Sometimes it is possible to add a roadway dated and sourced as a whole: for example, Interstate 71 between Cincinnati and Columbus opened all at once one morning:

I would’ve been justified in mapping the whole segment as a single roadway, as a first pass, though I couldn’t resist adding more details along the way like bridges and ramps that did not all open at the same time.

If someone were to drop in the entirety of U.S. Route 99 from Canada to Mexico and apply a single date to the whole route, even as a placeholder, it would result in severe anachronisms no matter what date they choose and possibly lead to confusion among mappers as they try to orient themselves and find sites along the route.

Rather than importing anything directly, I think the most effective way to facilitate road mapping would be to collect and collate both old maps and published descriptions of roads and their opening dates to use as references. At the same time, we should emphasize to mappers that they don’t have to micromap the highway upfront down to lane-level detail or get the curved geometry just right. I think this may be a common misconception among mappers who are used to OSM norms.

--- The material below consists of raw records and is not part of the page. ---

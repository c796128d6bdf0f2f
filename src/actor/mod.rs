//! The actor: a container whose callable methods follow its current state.
//!
//! An actor owns a registry of named state definitions, the currently
//! active state (or none, the null state), and a dispatch table holding the
//! active state's methods. Transitions swap the dispatch table and run the
//! `end`/`begin` hooks in a fixed order.
//!
//! # Example
//!
//! ```rust
//! use demeanor::{Actor, MethodMap};
//! use serde_json::Value;
//!
//! #[derive(Default)]
//! struct Door {
//!     knocks: u32,
//! }
//!
//! let mut door = Actor::new(Door::default());
//! door.define_state(
//!     "Closed",
//!     MethodMap::new().method("knock", |actor: &mut Actor<Door>, _| {
//!         actor.context_mut().knocks += 1;
//!         Value::Null
//!     }),
//! );
//!
//! assert_eq!(door.state(), None);
//! assert!(door.invoke("knock", Value::Null).is_err());
//!
//! door.go_to_state("Closed");
//! door.invoke("knock", Value::Null).unwrap();
//! assert_eq!(door.context().knocks, 1);
//!
//! door.go_to_state(None);
//! assert!(!door.has_method("knock"));
//! ```

mod archetype;
mod dispatch;
mod error;
mod registry;
mod transition;

pub use archetype::Archetype;
pub use error::ActorError;

use crate::builder::ActorConfig;
use crate::core::{Hook, Method, StateDefinition, StateId, StateTable, TransitionHistory};
use dispatch::DispatchTable;
use std::collections::HashMap;
use std::fmt;

/// The state currently driving an actor.
struct ActiveState<C> {
    id: StateId,
    name: String,
    /// Captured on entry; this is the hook that runs when the state is left.
    end: Hook<C>,
}

/// A stateful container whose methods change with its active state.
///
/// `C` is the host context: the fields that state methods and hooks read
/// and write through [`Actor::context_mut`].
pub struct Actor<C> {
    context: C,
    /// `None` marks a state that was defined and later cleared.
    registry: HashMap<String, Option<StateDefinition<C>>>,
    active: Option<ActiveState<C>>,
    injected: DispatchTable<C>,
    defaults: HashMap<String, Method<C>>,
    history: TransitionHistory,
}

impl<C: 'static> Actor<C> {
    /// Create an actor in the null state with no states defined.
    pub fn new(context: C) -> Self {
        Self::with_config(context, ActorConfig::default())
    }

    /// Create an actor and define `states` on it right away.
    pub fn with_states(context: C, states: StateTable<C>) -> Self {
        let mut actor = Self::new(context);
        actor.define_states(states);
        actor
    }

    /// Create an actor in the null state using `config`.
    pub fn with_config(context: C, config: ActorConfig) -> Self {
        Self {
            context,
            registry: HashMap::new(),
            active: None,
            injected: DispatchTable::default(),
            defaults: HashMap::new(),
            history: TransitionHistory::with_limit(config.history_limit),
        }
    }

    /// Create an actor carrying an archetype's type-level states and
    /// default methods.
    pub fn from_archetype<A>(context: C) -> Self
    where
        A: Archetype<Context = C>,
    {
        let mut actor = Self::with_states(context, A::states());
        for (name, method) in A::defaults().into_methods() {
            actor.insert_default(name, method);
        }
        actor
    }
}

impl<C> Actor<C> {
    /// Name of the active state, or `None` in the null state.
    pub fn state(&self) -> Option<&str> {
        self.active.as_ref().map(|active| active.name.as_str())
    }

    /// Identity of the active state definition.
    pub fn state_id(&self) -> Option<StateId> {
        self.active.as_ref().map(|active| active.id)
    }

    /// Whether the active state is named `name`.
    pub fn is_in_state(&self, name: &str) -> bool {
        self.state() == Some(name)
    }

    /// Get the host context (pure)
    pub fn context(&self) -> &C {
        &self.context
    }

    /// Get mutable access to the host context.
    pub fn context_mut(&mut self) -> &mut C {
        &mut self.context
    }

    /// Consume the actor, returning its host context.
    pub fn into_context(self) -> C {
        self.context
    }

    /// Get the transition history (pure)
    pub fn history(&self) -> &TransitionHistory {
        &self.history
    }
}

impl<C: fmt::Debug> fmt::Debug for Actor<C> {
    fn fmt(&self, f: &mut fmt::Formatter<'_>) -> fmt::Result {
        let mut states: Vec<&str> = self.state_names().collect();
        states.sort_unstable();
        f.debug_struct("Actor")
            .field("state", &self.state())
            .field("states", &states)
            .field("methods", &self.methods())
            .field("context", &self.context)
            .finish()
    }
}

Overall, I think making progress in this topic will probably be measured in terms of how well we prioritize the most important routes, rather than how dense of a network we’re able to build, at least at first.

1 Like

Yes! This would be amazing, even if the source maps might take some time to assemble.

It seems to me that old county road maps might be the best place to assemble this source material. For example, I love maps like this 1938 map of Harnett County, NC.

To this point, I’ve put a very rough draft of a project page together for Route 66 and there’s already one for the Lincoln Highway.

Perhaps someone can jump in and add additional direction. Ideally, I think we can come up with an approach that isn’t overly burdensome, but also won’t set us up for some less enjoyable fixing later? And, it would be great if these instructions were to become a template for use on other roads.

Agreed - I’ve tried to follow this suggestion with the start of a list of possible source maps for the roads used to create Route 66 on the project page, but it needs a lot of work.

The point about micromapping is a great one, which I tried to address at the beginning of the page, but I’m not sure it has the right touch.

Agreed! Now… if we could just find the right ringleader for this prioritization…

Currently working on a check out/prioritization sheet for this project

My thought is that we prioritize the Interstate Highway System (and the major routes at that) for a “quick win”, but still allow a space for folks who want to work on concurrent projects where it makes sense (like US 66 and I-40 in New Mexico for example)

Please advise best location and method for hosting this spreadsheet

1 Like

I’m getting a bit of déjà vu, in a good way. One of my first memories of OSM was helping to knock out some of the entries on the wiki’s giant table of Interstate route relations, and similar state-by-state tables. If it isn’t too much trouble, you could create a similar table on an OHM project subpage. I think the visual editor mode lets you copy-paste directly from a spreadsheet application into a wiki page without losing much formatting.

If you prefer a more user-friendly spreadsheet, you could put it up on Google Sheets or an open-source, login-free alternative like EtherCalc.

Minh’s suggestions are quite good and it looks like you also already have a system. If you don’t mind making that spreadsheet shared, or controlling access to it, we could use yours. If you’d prefer not to manage that, I can make a copy and share it, either openly or selectively.

Or, I’d be glad to convert it into a wiki table - as Minh mentioned, the visual table editor is much much improved over old-school Wiki editing. I’ve just come across it recently and am impressed.